What this task involves ▸ From the entries below, copy every line that has the word "DenialReason".

Listed records Start Marker

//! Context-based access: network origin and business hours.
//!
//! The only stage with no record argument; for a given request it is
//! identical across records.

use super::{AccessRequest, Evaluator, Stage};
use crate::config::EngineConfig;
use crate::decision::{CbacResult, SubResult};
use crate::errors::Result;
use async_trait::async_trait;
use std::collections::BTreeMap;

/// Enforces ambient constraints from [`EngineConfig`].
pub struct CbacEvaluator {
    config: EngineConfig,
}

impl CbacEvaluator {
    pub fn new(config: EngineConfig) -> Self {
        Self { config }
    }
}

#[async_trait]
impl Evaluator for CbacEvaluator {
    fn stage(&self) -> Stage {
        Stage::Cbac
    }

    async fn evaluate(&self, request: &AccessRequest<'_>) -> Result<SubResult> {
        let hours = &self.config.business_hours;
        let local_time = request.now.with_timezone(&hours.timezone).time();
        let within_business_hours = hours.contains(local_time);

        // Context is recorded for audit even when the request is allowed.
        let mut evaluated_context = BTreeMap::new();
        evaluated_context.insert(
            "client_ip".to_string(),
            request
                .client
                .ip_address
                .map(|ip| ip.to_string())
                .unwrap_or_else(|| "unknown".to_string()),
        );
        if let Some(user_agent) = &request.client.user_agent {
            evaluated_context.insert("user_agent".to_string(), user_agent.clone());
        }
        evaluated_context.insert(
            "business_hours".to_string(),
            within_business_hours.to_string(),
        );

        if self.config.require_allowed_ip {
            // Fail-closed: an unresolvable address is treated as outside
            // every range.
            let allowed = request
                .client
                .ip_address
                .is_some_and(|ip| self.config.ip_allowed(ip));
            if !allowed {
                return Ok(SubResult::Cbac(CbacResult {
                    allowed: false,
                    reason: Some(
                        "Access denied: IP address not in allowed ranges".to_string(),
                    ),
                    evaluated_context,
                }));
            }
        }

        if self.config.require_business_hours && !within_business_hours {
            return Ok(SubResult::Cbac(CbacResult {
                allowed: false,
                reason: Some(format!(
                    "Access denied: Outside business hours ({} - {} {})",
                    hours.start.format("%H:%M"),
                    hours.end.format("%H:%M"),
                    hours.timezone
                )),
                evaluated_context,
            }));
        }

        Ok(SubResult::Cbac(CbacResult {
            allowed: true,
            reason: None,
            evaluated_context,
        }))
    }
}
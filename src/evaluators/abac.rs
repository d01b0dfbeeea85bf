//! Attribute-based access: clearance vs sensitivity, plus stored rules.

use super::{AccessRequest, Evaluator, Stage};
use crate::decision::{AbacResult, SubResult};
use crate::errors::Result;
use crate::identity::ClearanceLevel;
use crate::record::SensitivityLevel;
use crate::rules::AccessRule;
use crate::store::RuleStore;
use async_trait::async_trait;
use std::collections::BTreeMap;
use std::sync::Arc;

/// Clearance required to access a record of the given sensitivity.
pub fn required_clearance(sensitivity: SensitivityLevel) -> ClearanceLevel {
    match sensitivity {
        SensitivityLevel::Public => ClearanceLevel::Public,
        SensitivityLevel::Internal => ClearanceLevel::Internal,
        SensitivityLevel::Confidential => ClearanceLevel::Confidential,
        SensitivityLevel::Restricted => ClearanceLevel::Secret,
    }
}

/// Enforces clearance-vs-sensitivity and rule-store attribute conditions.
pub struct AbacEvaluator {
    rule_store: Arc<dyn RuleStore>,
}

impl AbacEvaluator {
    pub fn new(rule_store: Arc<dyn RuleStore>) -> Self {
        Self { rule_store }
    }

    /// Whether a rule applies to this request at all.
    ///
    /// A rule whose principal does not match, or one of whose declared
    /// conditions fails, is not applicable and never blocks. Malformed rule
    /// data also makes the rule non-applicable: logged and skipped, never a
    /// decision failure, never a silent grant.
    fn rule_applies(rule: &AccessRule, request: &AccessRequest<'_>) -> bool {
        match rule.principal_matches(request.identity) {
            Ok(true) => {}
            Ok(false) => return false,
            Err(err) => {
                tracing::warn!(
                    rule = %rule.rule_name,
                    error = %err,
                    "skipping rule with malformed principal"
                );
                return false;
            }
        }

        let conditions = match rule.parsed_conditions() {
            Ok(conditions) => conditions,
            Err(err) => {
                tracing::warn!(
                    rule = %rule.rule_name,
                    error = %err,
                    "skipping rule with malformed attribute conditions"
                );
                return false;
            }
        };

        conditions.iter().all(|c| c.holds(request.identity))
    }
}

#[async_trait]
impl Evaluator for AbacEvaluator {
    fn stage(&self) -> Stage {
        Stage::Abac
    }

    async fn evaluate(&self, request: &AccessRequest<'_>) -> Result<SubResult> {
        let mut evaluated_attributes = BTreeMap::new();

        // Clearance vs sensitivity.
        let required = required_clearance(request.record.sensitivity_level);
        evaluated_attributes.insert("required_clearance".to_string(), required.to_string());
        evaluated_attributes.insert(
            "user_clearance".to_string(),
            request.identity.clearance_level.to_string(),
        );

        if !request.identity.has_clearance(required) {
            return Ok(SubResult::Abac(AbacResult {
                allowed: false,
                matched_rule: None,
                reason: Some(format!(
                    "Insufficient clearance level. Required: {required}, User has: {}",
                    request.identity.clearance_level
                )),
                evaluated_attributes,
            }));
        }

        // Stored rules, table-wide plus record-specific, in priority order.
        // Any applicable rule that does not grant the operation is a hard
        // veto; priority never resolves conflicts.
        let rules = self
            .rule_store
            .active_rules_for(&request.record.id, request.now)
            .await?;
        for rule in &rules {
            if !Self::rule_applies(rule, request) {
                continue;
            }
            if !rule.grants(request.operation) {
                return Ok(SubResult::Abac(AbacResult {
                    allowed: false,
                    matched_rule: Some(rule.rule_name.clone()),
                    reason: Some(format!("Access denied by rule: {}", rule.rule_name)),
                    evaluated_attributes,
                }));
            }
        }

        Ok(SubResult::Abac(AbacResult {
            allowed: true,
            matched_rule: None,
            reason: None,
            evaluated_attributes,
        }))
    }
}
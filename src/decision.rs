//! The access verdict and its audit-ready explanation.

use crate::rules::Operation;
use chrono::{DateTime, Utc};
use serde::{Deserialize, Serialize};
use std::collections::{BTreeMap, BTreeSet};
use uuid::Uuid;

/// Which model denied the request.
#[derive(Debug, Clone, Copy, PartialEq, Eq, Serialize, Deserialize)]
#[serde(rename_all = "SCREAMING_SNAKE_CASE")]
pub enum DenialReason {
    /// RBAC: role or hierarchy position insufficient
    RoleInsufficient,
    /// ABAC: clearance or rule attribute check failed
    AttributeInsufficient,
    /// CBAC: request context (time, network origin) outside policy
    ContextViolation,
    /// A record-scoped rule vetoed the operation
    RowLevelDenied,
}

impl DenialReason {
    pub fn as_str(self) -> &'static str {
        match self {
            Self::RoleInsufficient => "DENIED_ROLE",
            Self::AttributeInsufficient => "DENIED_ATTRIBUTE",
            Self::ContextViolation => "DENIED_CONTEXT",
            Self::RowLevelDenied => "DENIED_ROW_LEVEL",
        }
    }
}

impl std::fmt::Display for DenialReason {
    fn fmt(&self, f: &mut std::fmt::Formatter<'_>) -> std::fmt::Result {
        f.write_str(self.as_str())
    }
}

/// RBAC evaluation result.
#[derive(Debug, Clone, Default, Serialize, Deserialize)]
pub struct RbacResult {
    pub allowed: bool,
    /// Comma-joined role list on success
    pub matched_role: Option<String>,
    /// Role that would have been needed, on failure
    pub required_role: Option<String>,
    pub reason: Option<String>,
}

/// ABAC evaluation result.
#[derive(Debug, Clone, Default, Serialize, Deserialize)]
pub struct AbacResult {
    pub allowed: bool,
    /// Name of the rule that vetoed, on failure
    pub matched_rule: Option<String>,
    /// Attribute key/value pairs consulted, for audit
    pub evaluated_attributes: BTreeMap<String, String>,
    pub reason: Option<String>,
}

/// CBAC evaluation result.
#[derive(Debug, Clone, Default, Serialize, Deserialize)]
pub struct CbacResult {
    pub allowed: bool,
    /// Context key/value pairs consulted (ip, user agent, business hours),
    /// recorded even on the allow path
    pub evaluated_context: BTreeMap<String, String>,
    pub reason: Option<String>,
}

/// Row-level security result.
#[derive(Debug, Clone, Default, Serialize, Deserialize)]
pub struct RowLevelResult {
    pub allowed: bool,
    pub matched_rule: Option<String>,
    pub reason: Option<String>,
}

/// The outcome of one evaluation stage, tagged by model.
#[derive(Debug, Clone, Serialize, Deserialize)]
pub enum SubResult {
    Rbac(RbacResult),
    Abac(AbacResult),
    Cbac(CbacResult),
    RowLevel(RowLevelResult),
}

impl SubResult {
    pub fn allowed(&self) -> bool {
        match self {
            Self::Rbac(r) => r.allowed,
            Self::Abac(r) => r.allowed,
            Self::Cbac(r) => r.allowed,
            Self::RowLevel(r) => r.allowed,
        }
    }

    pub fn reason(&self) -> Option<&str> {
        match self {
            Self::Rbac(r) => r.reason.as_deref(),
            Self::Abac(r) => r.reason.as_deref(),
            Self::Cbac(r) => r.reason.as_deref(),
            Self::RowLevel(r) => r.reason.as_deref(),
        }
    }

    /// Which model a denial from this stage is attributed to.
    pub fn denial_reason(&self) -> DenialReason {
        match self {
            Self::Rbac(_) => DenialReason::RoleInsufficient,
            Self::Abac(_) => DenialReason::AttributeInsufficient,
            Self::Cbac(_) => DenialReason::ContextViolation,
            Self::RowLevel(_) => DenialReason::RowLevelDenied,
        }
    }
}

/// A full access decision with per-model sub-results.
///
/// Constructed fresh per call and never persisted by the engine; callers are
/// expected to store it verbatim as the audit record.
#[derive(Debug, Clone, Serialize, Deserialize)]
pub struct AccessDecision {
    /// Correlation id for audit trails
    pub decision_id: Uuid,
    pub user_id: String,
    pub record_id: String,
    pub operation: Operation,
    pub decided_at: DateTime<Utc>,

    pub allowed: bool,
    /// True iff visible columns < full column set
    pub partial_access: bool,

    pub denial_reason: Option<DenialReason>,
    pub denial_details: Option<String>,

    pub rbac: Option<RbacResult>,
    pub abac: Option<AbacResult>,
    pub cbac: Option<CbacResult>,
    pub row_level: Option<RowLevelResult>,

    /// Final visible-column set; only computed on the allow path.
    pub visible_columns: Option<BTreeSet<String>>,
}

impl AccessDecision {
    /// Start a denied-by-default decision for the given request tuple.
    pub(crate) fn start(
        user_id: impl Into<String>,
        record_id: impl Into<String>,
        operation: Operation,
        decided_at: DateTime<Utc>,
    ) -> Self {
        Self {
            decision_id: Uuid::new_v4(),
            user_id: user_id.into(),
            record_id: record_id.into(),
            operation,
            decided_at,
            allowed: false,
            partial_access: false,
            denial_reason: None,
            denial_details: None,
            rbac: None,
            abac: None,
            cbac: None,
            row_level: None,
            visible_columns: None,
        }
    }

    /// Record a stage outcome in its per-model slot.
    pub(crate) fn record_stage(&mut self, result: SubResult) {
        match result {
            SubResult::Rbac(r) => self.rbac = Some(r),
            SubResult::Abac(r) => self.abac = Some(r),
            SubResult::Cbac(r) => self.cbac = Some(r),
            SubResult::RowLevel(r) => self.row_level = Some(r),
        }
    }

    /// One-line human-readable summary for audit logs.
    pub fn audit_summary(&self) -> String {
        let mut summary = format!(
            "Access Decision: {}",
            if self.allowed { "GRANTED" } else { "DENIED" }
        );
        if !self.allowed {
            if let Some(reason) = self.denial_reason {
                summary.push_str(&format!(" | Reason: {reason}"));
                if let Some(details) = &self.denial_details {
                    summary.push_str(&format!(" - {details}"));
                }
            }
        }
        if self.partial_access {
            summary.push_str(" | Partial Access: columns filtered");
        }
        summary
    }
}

Listed records End Marker

Your solution ▸
pub enum DenialReason {
impl DenialReason {
impl std::fmt::Display for DenialReason {
    pub fn denial_reason(&self) -> DenialReason {
            Self::Rbac(_) => DenialReason::RoleInsufficient,
            Self::Abac(_) => DenialReason::AttributeInsufficient,
            Self::Cbac(_) => DenialReason::ContextViolation,
            Self::RowLevel(_) => DenialReason::RowLevelDenied,
    pub denial_reason: Option<DenialReason>,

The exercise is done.